In human patients, various symptoms associated with enlarged prostatic utricle are reported, including frequent micturition, urgency of urination, urine pain, and dysuria.1 It seems likely that the clinical signs noted in these dogs, namely urine dribbling and dysuria, were related to passive emptying of the cystic structure independent of micturition and compression on the proximal urethra during normal voiding, respectively. Dog 1 reportedly began having clinical signs at 9 mo of age. We suspect that clinical signs may have developed or were recognized at 9 mo of age because the dog was working on housebreaking prior to this time, or the clinical signs were exacerbated by the development of a urinary tract infection. Although transabdominal ultrasonography confirmed the presence of the cystic structure, it may have been useful to have performed urethroscopy ± computed tomography imaging prior to exploratory laparotomy. Unfortunately, routine retrograde urethroscopy was not possible in either dachshund because of size limitations; however, a percutaneous fluoroscopically assisted perineal approach could have been attempted.18 In humans, radiographic contrast material is injected into the lesions and permits identification of connections to adjacent tissues. More detailed imaging may have provided some useful insight into these cases and may have aided surgical planning. Although we uncommonly see incontinent male dogs, the presence of a prostatic utricle should be considered in patients with obvious congenital abnormalities of the genitalia and urinary tract.
Conclusion
The similarity of the malformations in these two young miniature dachshunds suggests that this may be a recognizable, physical clinical entity. Clinicians should be alert for miniature dachshunds with small dysplastic testes and underdeveloped external genitalia, particularly those with a history of dysuria. A coexistant prostatic lesion may need to be resolved, but also, by identifying other animals, the potential exists that by characterizing these animals better, clinicians may identify a disorder in sexual development and perhaps identify the genetics and pathogenesis of this condition.

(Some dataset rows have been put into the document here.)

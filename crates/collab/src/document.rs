//! Authoritative document state owned by a session coordinator.
//!
//! `DocumentState` is single-writer: every mutation goes through
//! [`DocumentState::accept`] or [`DocumentState::replay`], which rebase the
//! incoming operation over the retained history, apply it, bump the version
//! exactly once and append it to the bounded history.

use crate::error::{CollabError, CollabResult};
use crate::ids::{ClientId, OperationId};
use crate::operation::{char_len, Operation};
use crate::transform::{rebase, transform_operations};
use serde::{Deserialize, Serialize};
use std::collections::{HashMap, VecDeque};

/// An accepted operation, as applied, tagged with the version it produced.
#[derive(Clone, Debug, PartialEq, Eq, Serialize, Deserialize)]
pub struct HistoryEntry {
    pub version: u64,
    pub operation: Operation,
}

/// The newest operation accepted from one client.
///
/// Outlives history eviction, so a client reconnecting after its work aged
/// out of history can still be told which of its queued operations landed.
#[derive(Clone, Copy, Debug, PartialEq, Eq, Serialize, Deserialize)]
#[serde(rename_all = "camelCase")]
pub struct AppliedMark {
    pub operation_id: OperationId,
    pub version: u64,
}

/// Outcome of accepting one operation.
#[derive(Clone, Debug, PartialEq, Eq)]
pub enum Acceptance {
    /// The operation was rebased and applied.
    Applied(HistoryEntry),
    /// The operation id was already in history; nothing was applied.
    Duplicate {
        operation_id: OperationId,
        version: u64,
    },
}

/// One message owed to a reconnecting client, in send order.
#[derive(Clone, Debug, PartialEq, Eq)]
pub enum ReplayStep {
    /// An operation the client has not seen yet.
    Missed(HistoryEntry),
    /// One of the client's queued operations, now in history at `version`.
    Acknowledged {
        operation_id: OperationId,
        version: u64,
    },
}

/// Result of replaying a reconnecting client's queue.
#[derive(Clone, Debug, Default)]
pub struct Replay {
    /// Messages for the reconnecting client, in order.
    pub steps: Vec<ReplayStep>,
    /// Newly applied operations to broadcast to everyone else.
    pub accepted: Vec<HistoryEntry>,
    /// Set when a queued operation was rejected; the rest of the queue was
    /// not applied because it depends on the rejected one.
    pub rejected: Option<(OperationId, CollabError)>,
}

/// Version, content and recent history of one shared document.
#[derive(Clone, Debug)]
pub struct DocumentState {
    version: u64,
    content: String,
    len: usize,
    history: VecDeque<HistoryEntry>,
    capacity: usize,
    applied: HashMap<ClientId, AppliedMark>,
}

impl DocumentState {
    /// Create a document at `version` holding `content`.
    ///
    /// History starts empty, so clients must be at `version` or resync.
    pub fn new(content: impl Into<String>, version: u64, capacity: usize) -> Self {
        let content = content.into();
        Self {
            version,
            len: char_len(&content),
            content,
            history: VecDeque::with_capacity(capacity.min(1024)),
            capacity: capacity.max(1),
            applied: HashMap::new(),
        }
    }

    /// Restore per-client marks saved with a checkpoint.
    pub fn with_applied(mut self, applied: HashMap<ClientId, AppliedMark>) -> Self {
        self.applied = applied;
        self
    }

    pub fn applied_marks(&self) -> &HashMap<ClientId, AppliedMark> {
        &self.applied
    }

    pub fn version(&self) -> u64 {
        self.version
    }

    pub fn content(&self) -> &str {
        &self.content
    }

    /// Length of the content in characters.
    pub fn len(&self) -> usize {
        self.len
    }

    pub fn is_empty(&self) -> bool {
        self.len == 0
    }

    /// Retained history, oldest first.
    pub fn history(&self) -> &VecDeque<HistoryEntry> {
        &self.history
    }

    pub fn capacity(&self) -> usize {
        self.capacity
    }

    /// Oldest base version that can still be rebased onto the current state.
    pub fn oldest_rebasable_version(&self) -> u64 {
        self.version - self.history.len() as u64
    }

    /// Look up a retained history entry by operation id.
    pub fn find(&self, operation_id: OperationId) -> Option<&HistoryEntry> {
        self.history
            .iter()
            .find(|entry| entry.operation.id == operation_id)
    }

    /// Version `op` was applied at, if it already was.
    pub fn applied_version(&self, op: &Operation) -> Option<u64> {
        if let Some(entry) = self.find(op.id) {
            return Some(entry.version);
        }
        self.applied
            .get(&op.client_id)
            .filter(|mark| mark.operation_id == op.id)
            .map(|mark| mark.version)
    }

    /// Ids of the leading operations of a client's queued chain that are
    /// already applied.
    ///
    /// A client's operations are applied in queue order, so everything up to
    /// the last applied one has landed even when it left history.
    pub fn applied_prefix(&self, chain: &[Operation]) -> Vec<OperationId> {
        match chain.iter().rposition(|op| self.applied_version(op).is_some()) {
            Some(last) => chain[..=last].iter().map(|op| op.id).collect(),
            None => Vec::new(),
        }
    }

    /// History entries with a version greater than `base_version`.
    pub fn entries_since(
        &self,
        base_version: u64,
    ) -> CollabResult<impl Iterator<Item = &HistoryEntry> + '_> {
        if base_version > self.version {
            return Err(CollabError::FutureVersion {
                base_version,
                current: self.version,
            });
        }
        let oldest = self.oldest_rebasable_version();
        if base_version < oldest {
            return Err(CollabError::StaleClient {
                base_version,
                oldest_available: oldest,
            });
        }
        let skip = (base_version - oldest) as usize;
        Ok(self.history.iter().skip(skip))
    }

    /// Rebase `op` from its base version onto the current version.
    pub fn rebase(&self, op: &Operation) -> CollabResult<Operation> {
        let since = self.entries_since(op.base_version)?;
        rebase(op, since.map(|entry| &entry.operation))
    }

    /// Rebase, apply and record one operation.
    pub fn accept(&mut self, op: Operation) -> CollabResult<Acceptance> {
        if let Some(version) = self.applied_version(&op) {
            return Ok(Acceptance::Duplicate {
                operation_id: op.id,
                version,
            });
        }
        let rebased = self.rebase(&op)?;
        self.commit(rebased).map(Acceptance::Applied)
    }

    /// Bring a reconnecting client up to date and accept its queued chain.
    ///
    /// `chain` holds the client's pending operations in order; the first is
    /// based on `base_version` and each later one on the state after its
    /// predecessor. History after `base_version` is walked in order: queued
    /// operations found there are re-acknowledged, everything else is owed to
    /// the client as missed and the remaining chain is transformed over it
    /// exactly as the client transforms its own queue. What is left of the
    /// chain is then based on the current version and applied as is.
    pub fn replay(&mut self, base_version: u64, chain: Vec<Operation>) -> CollabResult<Replay> {
        let missed: Vec<HistoryEntry> = self.entries_since(base_version)?.cloned().collect();
        let mut chain: VecDeque<Operation> = chain.into();
        let mut replay = Replay::default();

        for entry in missed {
            if chain.front().map(|op| op.id) == Some(entry.operation.id) {
                chain.pop_front();
                replay.steps.push(ReplayStep::Acknowledged {
                    operation_id: entry.operation.id,
                    version: entry.version,
                });
                continue;
            }

            let mut incoming = entry.operation.clone();
            for queued in chain.iter_mut() {
                let (queued_prime, incoming_prime) = transform_operations(queued, &incoming)?;
                *queued = queued_prime;
                incoming = incoming_prime;
            }
            replay.steps.push(ReplayStep::Missed(entry));
        }

        for op in chain {
            if let Some(version) = self.applied_version(&op) {
                replay.steps.push(ReplayStep::Acknowledged {
                    operation_id: op.id,
                    version,
                });
                continue;
            }
            let operation_id = op.id;
            match self.commit(op) {
                Ok(entry) => {
                    replay.steps.push(ReplayStep::Acknowledged {
                        operation_id,
                        version: entry.version,
                    });
                    replay.accepted.push(entry);
                }
                Err(err) => {
                    replay.rejected = Some((operation_id, err));
                    break;
                }
            }
        }

        Ok(replay)
    }

    /// Apply an operation already based on the current version.
    fn commit(&mut self, mut op: Operation) -> CollabResult<HistoryEntry> {
        let content = op.ops.apply(&self.content)?;

        self.content = content;
        self.len = op.ops.target_len();
        op.base_version = self.version;
        self.version += 1;

        self.applied.insert(
            op.client_id.clone(),
            AppliedMark {
                operation_id: op.id,
                version: self.version,
            },
        );
        let entry = HistoryEntry {
            version: self.version,
            operation: op,
        };
        self.history.push_back(entry.clone());
        while self.history.len() > self.capacity {
            self.history.pop_front();
        }
        Ok(entry)
    }
}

The bladder is exteriorized and pulled caudally to expose the dorsal aspect of the bladder. The fluid-filled structure is joining the urethra caudal to the trigone. Two small tubular structures coursed to the inguinal rings.

Lateral (left) and medial (right) photograph of the gross testicles from dog 2. The testicles are considered hypoplastic. The size marker is 1 cm.

Computed tomography image with contrast cystourethrogram. The midline cyst can be seen communicating with the urethra in several locations.